India is generating intense debates about cryptocurrency policies. The government imposes a tax of up to 30% on profits from cryptocurrency transactions, does not allow loss offsetting, and applies a 1% Tax Deducted at Source (TDS) on all cryptocurrency transactions. However, instead of completely banning digital assets, the current policy keeps the market in a state of ambiguity between control and vagueness.

Conflicting Signals from India's Cryptocurrency Policy

The cryptocurrency market in India is clearly divided. While the CEO of the Indian Blockchain Union believes that strict regulations make the market more transparent, many domestic investors and exchanges are calling for reforms. They want to reduce the TDS rate from 1% to 0.01% and allow loss offsetting with profits to reduce tax burden. However, due to concerns about tax evasion and increasing cybercrime, authorities remain cautious about loosening regulations.

Indian Tax Authority Closely Monitors Cryptocurrency Traders

India's Income Tax Department has sent thousands of notices to individuals trading cryptocurrencies without fully declaring them in the fiscal years 2022–23 and 2023–24. Authorities suspect some investors are using cryptocurrencies as a tool for tax evasion, especially during a period of loose regulations.

Currently, traders must adjust their declarations through updated tax versions. CoinDCX co-founder Sumit Gupta advises all individuals to declare cryptocurrency income, including income from Airdrop or transactions on international exchanges, to ensure legal compliance.

India's Cryptocurrency Tax Law Hinders Development

India's current cryptocurrency tax policy includes key points: 30% tax on digital asset profits, no loss offsetting, and 1% TDS on transactions over 10,000 Rs. These regulations have caused many large international exchanges to withdraw from the Indian market. Even domestic platforms are under significant pressure, calling for adjustments to the TDS rate and tax structure to promote sustainable investment and development.

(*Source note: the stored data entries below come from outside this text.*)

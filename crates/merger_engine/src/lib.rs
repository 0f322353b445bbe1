//! Merger engine: service IO, the poll loop, and the job controller actor.
mod controller;
mod persist;
mod poll_loop;
mod service;
mod settings;
mod types;

pub use controller::{ChannelNotificationSink, ControllerHandle, NotificationSink};
pub use persist::{ensure_output_dir, save_artifact, ArtifactError, AtomicFileWriter, PersistError};
pub use poll_loop::{PollLoop, MIN_POLL_INTERVAL};
pub use service::{HttpService, ProcessingService};
pub use settings::{ClientSettings, DEFAULT_BASE_URL, DEFAULT_POLL_INTERVAL};
pub use types::{Artifact, FailureKind, ServiceError, StatusReply};
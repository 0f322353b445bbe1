use serde::Deserialize;

/// Sub-stage reported by the processing service.
#[derive(Debug, Clone, PartialEq, Eq, Deserialize)]
#[serde(from = "String")]
pub enum Phase {
    Starting,
    Extracting,
    Converting,
    Processing,
    MergingComplete,
    ConvertingToPdf,
    PdfConversionComplete,
    Complete,
    Error,
    /// Any phase name this client does not know about.
    Unrecognized(String),
}

impl Phase {
    pub fn as_str(&self) -> &str {
        match self {
            Phase::Starting => "starting",
            Phase::Extracting => "extracting",
            Phase::Converting => "converting",
            Phase::Processing => "processing",
            Phase::MergingComplete => "merging_complete",
            Phase::ConvertingToPdf => "converting_to_pdf",
            Phase::PdfConversionComplete => "pdf_conversion_complete",
            Phase::Complete => "complete",
            Phase::Error => "error",
            Phase::Unrecognized(name) => name,
        }
    }
}

impl From<String> for Phase {
    fn from(raw: String) -> Self {
        match raw.as_str() {
            "starting" => Phase::Starting,
            "extracting" => Phase::Extracting,
            "converting" => Phase::Converting,
            "processing" => Phase::Processing,
            "merging_complete" => Phase::MergingComplete,
            "converting_to_pdf" => Phase::ConvertingToPdf,
            "pdf_conversion_complete" => Phase::PdfConversionComplete,
            "complete" => Phase::Complete,
            "error" => Phase::Error,
            _ => Phase::Unrecognized(raw),
        }
    }
}

impl From<&str> for Phase {
    fn from(raw: &str) -> Self {
        Phase::from(raw.to_string())
    }
}

/// Status payload polled from the service.
///
/// Every field besides the phase is optional; the service only fills in the
/// counters that make sense for the phase it is in. Unknown keys are ignored.
#[derive(Debug, Clone, PartialEq, Deserialize)]
pub struct RemoteStatus {
    #[serde(rename = "status")]
    pub phase: Phase,
    #[serde(default)]
    pub progress_percent: Option<f64>,
    #[serde(default)]
    pub converted: Option<u32>,
    #[serde(default)]
    pub total_files: Option<u32>,
    #[serde(default)]
    pub processed: Option<u32>,
    #[serde(default)]
    pub total: Option<u32>,
    #[serde(default)]
    pub error: Option<String>,
    #[serde(default)]
    pub processed_files: Option<u32>,
    #[serde(default)]
    pub failed_files: Option<u32>,
    #[serde(default)]
    pub failed_file_names: Option<Vec<String>>,
    #[serde(default)]
    pub pdf_conversion_success: Option<bool>,
}

impl RemoteStatus {
    /// A payload carrying only a phase.
    pub fn new(phase: impl Into<Phase>) -> Self {
        Self {
            phase: phase.into(),
            progress_percent: None,
            converted: None,
            total_files: None,
            processed: None,
            total: None,
            error: None,
            processed_files: None,
            failed_files: None,
            failed_file_names: None,
            pdf_conversion_success: None,
        }
    }
}
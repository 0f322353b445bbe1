#![deny(missing_docs)]
//! Shared logging utilities for the merger client workspace.
//!
//! This crate provides the `engine_*` logging macros used by the core and
//! engine crates, the default level policy, and a minimal test initializer
//! for the global logger.

use log::LevelFilter;

/// Logs a trace-level message using the global logging facade.
#[macro_export]
macro_rules! engine_trace {
    ($($arg:tt)*) => {{
        log::trace!($($arg)*);
    }};
}

/// Logs an info-level message using the global logging facade.
#[macro_export]
macro_rules! engine_info {
    ($($arg:tt)*) => {{
        log::info!($($arg)*);
    }};
}

/// Logs a debug-level message using the global logging facade.
#[macro_export]
macro_rules! engine_debug {
    ($($arg:tt)*) => {{
        log::debug!($($arg)*);
    }};
}

/// Logs a warn-level message using the global logging facade.
#[macro_export]
macro_rules! engine_warn {
    ($($arg:tt)*) => {{
        log::warn!($($arg)*);
    }};
}

/// Logs an error-level message using the global logging facade.
#[macro_export]
macro_rules! engine_error {
    ($($arg:tt)*) => {{
        log::error!($($arg)*);
    }};
}

/// Level used when nothing else is configured: debug in debug builds,
/// info in release builds.
pub fn default_level() -> LevelFilter {
    if cfg!(debug_assertions) {
        LevelFilter::Debug
    } else {
        LevelFilter::Info
    }
}

/// Parses a level name such as `"warn"` or `"TRACE"`.
///
/// Unknown names fall back to [`default_level`].
pub fn parse_level(name: &str) -> LevelFilter {
    name.trim().parse().unwrap_or_else(|_| default_level())
}

/// Initializes a simple terminal logger for use in tests.
///
/// This safely no-ops if another logger has already been initialized.
pub fn initialize_for_tests() {
    use simplelog::{ColorChoice, CombinedLogger, Config, TermLogger, TerminalMode};

    // Ignore the error if a logger was already set by another test.
    let _ = CombinedLogger::init(vec![TermLogger::new(
        default_level(),
        Config::default(),
        TerminalMode::Mixed,
        ColorChoice::Auto,
    )]);
}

Increasing Cryptocurrency Crime - India's Concern

The rapidly increasing cryptocurrency-related crime has become a barrier to policy relaxation. The Central Bureau of Investigation (CBI) has arrested multiple individuals involved in large-scale fraud:

  • Recently, CBI arrested Rahul Arora, seizing over 7.5 billion INR (327,000 USD) in cryptocurrency related to fraud in the US and Canada.

  • The February GainBitcoin scandal led to raids at 60 locations, confiscating approximately 69 million USD in digital assets. Total damages are estimated at over 18,400 billion INR (800 million USD) in this large-scale multi-level fraud.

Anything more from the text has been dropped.